#### [Records excerpted from a collection]
- Opening Delimiter -

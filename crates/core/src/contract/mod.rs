//! Contract types shared by every layer
//!
//! - `entity_ref`: Universal entity addressing
//! - `entity_kind`: Entity kind enumeration
//!
//! ## Usage
//!
//! ```
//! use agora_core::contract::{EntityKind, EntityRef};
//! ```

pub mod entity_kind;
pub mod entity_ref;

// Re-exports
pub use entity_kind::EntityKind;
pub use entity_ref::EntityRef;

- Closing Delimiter -

#### [Task requirements]
All of the entries above need to be reproduced exactly.

#### [Answer space]
filename crates/core/src/contract/mod.rs
//! Contract types shared by every layer
//!
//! - `entity_ref`: Universal entity addressing
//! - `entity_kind`: Entity kind enumeration
//!
//! ## Usage
//!
//! ```
//! use agora_core::contract::{EntityKind, EntityRef};
//! ```

pub mod entity_kind;
pub mod entity_ref;

// Re-exports
pub use entity_kind::EntityKind;
pub use entity_ref::EntityRef;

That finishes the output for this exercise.